Triglyceride metabolism in human liver: studies on hepatic phosphatidic-acid phosphatase in obese and non-obese subjects.

According to current concepts, soluble phosphatidic-acid phosphatase, converting phosphatidic acid into a diglyceride, is a rate-limiting enzyme in the hepatic biosynthesis of triglycerides. The present paper is the first report on this enzyme in human liver. The enzyme activity was assayed in ammonium sulphate precipitates of cytosol obtained from human liver biopsies. The activity was stimulated by preincubation with alkaline phosphatase and inhibited by Mg-ATP, suggesting that phosphorylation-dephosphorylation may be of some importance for the expression of the activity of the enzyme.
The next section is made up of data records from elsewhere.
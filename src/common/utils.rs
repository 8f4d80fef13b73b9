//! Small shared helpers.

use std::path::Path;

/// Render a path for log output with the home directory collapsed to `~`.
pub fn private_path(path: &Path) -> String {
    if let Some(home) = dirs::home_dir()
        && let Ok(rest) = path.strip_prefix(&home)
    {
        if rest.as_os_str().is_empty() {
            return "~".to_string();
        }
        return format!("~/{}", rest.display());
    }
    path.display().to_string()
}
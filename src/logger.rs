//! Structured terminal logging with box-drawing output.
//!
//! All human-facing output goes through the macros defined here so the
//! refresh, update and help flows share one visual layout. Logging can be
//! switched off at runtime, which `--json` uses to keep stdout machine-readable.

use std::io::Write;
use std::sync::atomic::{AtomicBool, Ordering};

static LOGGING_ENABLED: AtomicBool = AtomicBool::new(true);
static DEBUG_ENABLED: AtomicBool = AtomicBool::new(false);

/// Main logging interface.
///
/// ## Logging Conventions
///
/// - **`log_version!`** opens the output with `┏ stockwidget vX.Y.Z ━━╸`.
/// - **`log_block_start!`** starts a new block: an empty `┃` spacer, then `┣ message`.
/// - **`log_decorated!`** continues a block with `┣ message`.
/// - **`log_indented!`** prints nested detail as `┃   message`.
/// - **`log_pipe!`** inserts a lone `┃`, mostly before a level message.
/// - **`log_end!`** closes the output with `╹`.
/// - **`log_info!`, `log_debug!`, `log_warning!`, `log_error!`**
///   carry a colored `[LEVEL]` tag after the `┣` marker.
/// - **`log_error_exit!`** terminates a flow with `┗[ERROR]`.
///
/// `log_debug!` only prints once debug output has been enabled with
/// [`Log::set_debug`].
pub struct Log;

impl Log {
    /// Enable or disable all log output.
    pub fn set_enabled(enabled: bool) {
        LOGGING_ENABLED.store(enabled, Ordering::SeqCst);
    }

    /// Check if logging is currently enabled.
    pub fn is_enabled() -> bool {
        LOGGING_ENABLED.load(Ordering::SeqCst)
    }

    /// Enable or disable `log_debug!` output.
    pub fn set_debug(enabled: bool) {
        DEBUG_ENABLED.store(enabled, Ordering::SeqCst);
    }

    pub fn is_debug() -> bool {
        DEBUG_ENABLED.load(Ordering::SeqCst)
    }
}

/// Write one already-decorated log line to stdout.
///
/// Public because the exported macros expand to it.
pub fn write_output(text: &str) {
    let mut stdout = std::io::stdout().lock();
    let _ = stdout.write_all(text.as_bytes());
    let _ = stdout.flush();
}

/// Format a level tag such as `[WARNING]` with its ANSI color.
pub fn level_tag(level: &str, color: u8) -> String {
    format!("[\x1b[{color}m{level}\x1b[0m]")
}

// # Logging Macros

/// Log a decorated message as part of the current block.
#[macro_export]
macro_rules! log_decorated {
    ($fmt:literal $($arg:tt)*) => {{
        if $crate::logger::Log::is_enabled() {
            let message = format!($fmt $($arg)*);
            $crate::logger::write_output(&format!("┣ {message}\n"));
        }
    }};
    ($expr:expr) => {{
        if $crate::logger::Log::is_enabled() {
            let expr = $expr;
            $crate::logger::write_output(&format!("┣ {expr}\n"));
        }
    }};
}

/// Log an indented detail line within a block.
#[macro_export]
macro_rules! log_indented {
    ($fmt:literal $($arg:tt)*) => {{
        if $crate::logger::Log::is_enabled() {
            let message = format!($fmt $($arg)*);
            $crate::logger::write_output(&format!("┃   {message}\n"));
        }
    }};
    ($expr:expr) => {{
        if $crate::logger::Log::is_enabled() {
            let expr = $expr;
            $crate::logger::write_output(&format!("┃   {expr}\n"));
        }
    }};
}

/// Log a visual pipe separator for vertical spacing.
#[macro_export]
macro_rules! log_pipe {
    () => {{
        if $crate::logger::Log::is_enabled() {
            $crate::logger::write_output("┃\n");
        }
    }};
}

/// Log a block start message.
#[macro_export]
macro_rules! log_block_start {
    ($fmt:literal $($arg:tt)*) => {{
        if $crate::logger::Log::is_enabled() {
            let message = format!($fmt $($arg)*);
            $crate::logger::write_output(&format!("┃\n┣ {message}\n"));
        }
    }};
    ($expr:expr) => {{
        if $crate::logger::Log::is_enabled() {
            let expr = $expr;
            $crate::logger::write_output(&format!("┃\n┣ {expr}\n"));
        }
    }};
}

/// Log the application version header.
#[macro_export]
macro_rules! log_version {
    () => {{
        if $crate::logger::Log::is_enabled() {
            let version = env!("CARGO_PKG_VERSION");
            $crate::logger::write_output(&format!("┏ stockwidget v{version} ━━╸\n"));
        }
    }};
}

/// Log the final termination marker.
#[macro_export]
macro_rules! log_end {
    () => {{
        if $crate::logger::Log::is_enabled() {
            $crate::logger::write_output("╹\n");
        }
    }};
}

/// Shared expansion for the `[LEVEL]` macros.
#[doc(hidden)]
#[macro_export]
macro_rules! __log_level {
    ($marker:literal, $level:literal, $color:literal, $message:expr) => {{
        if $crate::logger::Log::is_enabled() {
            let tag = $crate::logger::level_tag($level, $color);
            let message = $message;
            $crate::logger::write_output(&format!("{}{tag} {message}\n", $marker));
        }
    }};
}

/// Log a warning message in yellow.
#[macro_export]
macro_rules! log_warning {
    ($fmt:literal $($arg:tt)*) => {
        $crate::__log_level!("┣", "WARNING", 33, format!($fmt $($arg)*))
    };
    ($expr:expr) => {
        $crate::__log_level!("┣", "WARNING", 33, $expr)
    };
}

/// Log a warning outside of any block (no pipe marker).
#[macro_export]
macro_rules! log_warning_standalone {
    ($fmt:literal $($arg:tt)*) => {
        $crate::__log_level!("", "WARNING", 33, format!($fmt $($arg)*))
    };
    ($expr:expr) => {
        $crate::__log_level!("", "WARNING", 33, $expr)
    };
}

/// Log an error message in red.
#[macro_export]
macro_rules! log_error {
    ($fmt:literal $($arg:tt)*) => {
        $crate::__log_level!("┣", "ERROR", 31, format!($fmt $($arg)*))
    };
    ($expr:expr) => {
        $crate::__log_level!("┣", "ERROR", 31, $expr)
    };
}

/// Log an error that ends the current flow.
#[macro_export]
macro_rules! log_error_exit {
    ($fmt:literal $($arg:tt)*) => {
        $crate::__log_level!("┃\n┗", "ERROR", 31, format!($fmt $($arg)*))
    };
    ($expr:expr) => {
        $crate::__log_level!("┃\n┗", "ERROR", 31, $expr)
    };
}

/// Log an informational message in green.
#[macro_export]
macro_rules! log_info {
    ($fmt:literal $($arg:tt)*) => {
        $crate::__log_level!("┣", "INFO", 32, format!($fmt $($arg)*))
    };
    ($expr:expr) => {
        $crate::__log_level!("┣", "INFO", 32, $expr)
    };
}

/// Log a debug message. Silent unless debug output is enabled.
#[macro_export]
macro_rules! log_debug {
    ($fmt:literal $($arg:tt)*) => {
        if $crate::logger::Log::is_debug() {
            $crate::__log_level!("┣", "DEBUG", 32, format!($fmt $($arg)*))
        }
    };
    ($expr:expr) => {
        if $crate::logger::Log::is_debug() {
            $crate::__log_level!("┣", "DEBUG", 32, $expr)
        }
    };
}
//! Configuration for the widget host and CLI.
//!
//! Settings live in an optional `stockwidget.toml`:
//!
//! 1. **--config DIR**/stockwidget.toml when a directory was given
//! 2. **XDG_CONFIG_HOME**/stockwidget/stockwidget.toml otherwise
//!
//! A missing file is not an error; every field has a default.
//!
//! ```toml
//! store_path = "~/.local/share/stockwidget/CapacitorStorage.json"  # Preference store file
//! instances = [1, 2]       # Widget instance ids refreshed by `stockwidget refresh`
//! output = "text"          # Refresh output: "text" or "json"
//! ```
//!
//! Relative `store_path` values are resolved against the directory holding the
//! configuration file. Invalid values (empty or duplicate instance ids, id 0,
//! unknown output format) are rejected with a descriptive error.

pub mod loading;
pub mod validation;


use anyhow::{Context, Result};
use serde::Deserialize;
use std::path::{Path, PathBuf};

use crate::common::constants::*;
use crate::common::utils::private_path;
use crate::widget::WidgetId;

pub use loading::{get_config_path, get_custom_config_dir, load, load_from_path, set_config_dir};

/// How `refresh` reports each committed widget view.
#[derive(Debug, Deserialize, Clone, Copy, PartialEq, Eq)]
#[serde(rename_all = "lowercase")]
pub enum OutputFormat {
    /// Box-drawing terminal output through the logger.
    Text,
    /// One JSON object per widget instance on stdout.
    Json,
}

impl OutputFormat {
    pub fn as_str(&self) -> &'static str {
        match self {
            OutputFormat::Text => "text",
            OutputFormat::Json => "json",
        }
    }
}

/// Configuration loaded from `stockwidget.toml`.
///
/// All fields are optional; use the accessor methods to get resolved values.
#[derive(Debug, Deserialize, Clone, PartialEq, Default)]
#[serde(deny_unknown_fields)]
pub struct Config {
    /// Location of the preference store file.
    pub store_path: Option<String>,

    /// Widget instance ids to refresh.
    pub instances: Option<Vec<u32>>,

    /// Output format for refresh results.
    pub output: Option<OutputFormat>,

    /// Directory the configuration was loaded from, used to resolve relative paths.
    #[serde(skip)]
    pub base_dir: Option<PathBuf>,
}

impl Config {
    /// Load configuration using the module's load function
    pub fn load() -> Result<Self> {
        load()
    }

    /// Load from path using the module's load_from_path function
    pub fn load_from_path(path: &Path) -> Result<Self> {
        load_from_path(path)
    }

    /// Resolved preference store path.
    pub fn store_path(&self) -> Result<PathBuf> {
        match self.store_path.as_deref() {
            Some(configured) => Ok(self.resolve_path(configured)),
            None => default_store_path(),
        }
    }

    /// Widget instances to refresh, defaulting to a single instance.
    pub fn instances(&self) -> Vec<WidgetId> {
        match &self.instances {
            Some(ids) => ids.iter().copied().map(WidgetId).collect(),
            None => vec![WidgetId(DEFAULT_INSTANCE_ID)],
        }
    }

    pub fn output(&self) -> OutputFormat {
        self.output.unwrap_or(OutputFormat::Text)
    }

    fn resolve_path(&self, configured: &str) -> PathBuf {
        let expanded = match configured.strip_prefix("~/") {
            Some(rest) => match dirs::home_dir() {
                Some(home) => home.join(rest),
                None => PathBuf::from(configured),
            },
            None => PathBuf::from(configured),
        };

        if expanded.is_relative()
            && let Some(base) = &self.base_dir
        {
            return base.join(expanded);
        }
        expanded
    }

    pub fn log_config(&self) {
        log_block_start!("Configuration");
        match self.store_path() {
            Ok(path) => log_indented!("Store: {}", private_path(&path)),
            Err(e) => log_indented!("Store: unresolved ({e})"),
        }
        let ids = self
            .instances()
            .iter()
            .map(|id| id.to_string())
            .collect::<Vec<_>>()
            .join(", ");
        log_indented!("Instances: {}", ids);
        log_indented!("Output: {}", self.output().as_str());
    }
}

/// Default preference store location under the XDG data directory.
pub fn default_store_path() -> Result<PathBuf> {
    let data_dir = dirs::data_dir().context("Could not determine data directory")?;
    Ok(data_dir.join(CONFIG_DIR_NAME).join(PREFERENCES_FILE_NAME))
}
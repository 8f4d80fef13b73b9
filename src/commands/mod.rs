//! Command-line command handlers for stockwidget.
//!
//! Each command lives in its own submodule. Handlers receive the loaded
//! configuration and open the preference store it points at.

pub mod clear;
pub mod help;
pub mod refresh;
pub mod show;
pub mod update;

use anyhow::Result;

use crate::common::utils::private_path;
use crate::config::Config;
use crate::store::FilePreferences;

/// Open the preference store configured for this process.
pub(crate) fn open_store(config: &Config) -> Result<FilePreferences> {
    let path = config.store_path()?;
    log_debug!("Using preference store {}", private_path(&path));
    Ok(FilePreferences::new(path))
}
//! Key/value preference storage shared by the app and the widget.
//!
//! The app writes the widget snapshot under a fixed key; the widget host reads
//! it back at refresh time. Values are opaque strings to the store.

pub mod file;
pub mod widget_data;

use anyhow::Result;
use std::collections::HashMap;
use std::sync::Mutex;

pub use file::FilePreferences;
pub use widget_data::{WidgetData, clear_widget_data, get_widget_data, update_widget_data};

/// A named string-to-string preference store.
pub trait PreferenceStore {
    /// Read the value stored under `key`, `None` if it was never written.
    fn get(&self, key: &str) -> Result<Option<String>>;

    /// Store `value` under `key`, replacing any previous value.
    fn set(&self, key: &str, value: &str) -> Result<()>;

    /// Remove `key`. Removing a missing key is not an error.
    fn remove(&self, key: &str) -> Result<()>;
}

/// In-memory store for embedding and tests.
#[derive(Debug, Default)]
pub struct MemoryPreferences {
    values: Mutex<HashMap<String, String>>,
}

impl MemoryPreferences {
    pub fn new() -> Self {
        Self::default()
    }

    /// Create a store pre-populated with a single entry.
    pub fn with_entry(key: &str, value: &str) -> Self {
        let store = Self::new();
        if let Ok(mut values) = store.values.lock() {
            values.insert(key.to_string(), value.to_string());
        }
        store
    }

    fn lock(&self) -> Result<std::sync::MutexGuard<'_, HashMap<String, String>>> {
        self.values
            .lock()
            .map_err(|_| anyhow::anyhow!("Preference store lock poisoned"))
    }
}

impl PreferenceStore for MemoryPreferences {
    fn get(&self, key: &str) -> Result<Option<String>> {
        Ok(self.lock()?.get(key).cloned())
    }

    fn set(&self, key: &str, value: &str) -> Result<()> {
        self.lock()?.insert(key.to_string(), value.to_string());
        Ok(())
    }

    fn remove(&self, key: &str) -> Result<()> {
        self.lock()?.remove(key);
        Ok(())
    }
}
When assayed under optimal conditions, the activity obtained in liver biopsies from normal-weight gallstone patients averaged 12.8 +/- 2.0 nmol min-1 (mg protein)-1 (mean +/- SEM) (n = 17). The enzyme activity was slightly higher in liver biopsies from morbidly obese subjects 16.4 +/- 2.8 nmol min-1 (mg protein)-1 (n = 14). The difference between the two groups of subjects was probably in part sex-dependent and was not statistically significant. A similar small and insignificant difference between the two groups of subjects was found when the enzyme activity was assayed in the maximally stimulated state--i.e. after incubation with alkaline phosphate. These findings suggest that an increased capacity of the soluble phosphatidic-acid phosphatase is not of major importance for the increased triglyceride synthesis known to occur in obesity. Other factors (i.e. availability of substrate and cofactors) may be of greater importance.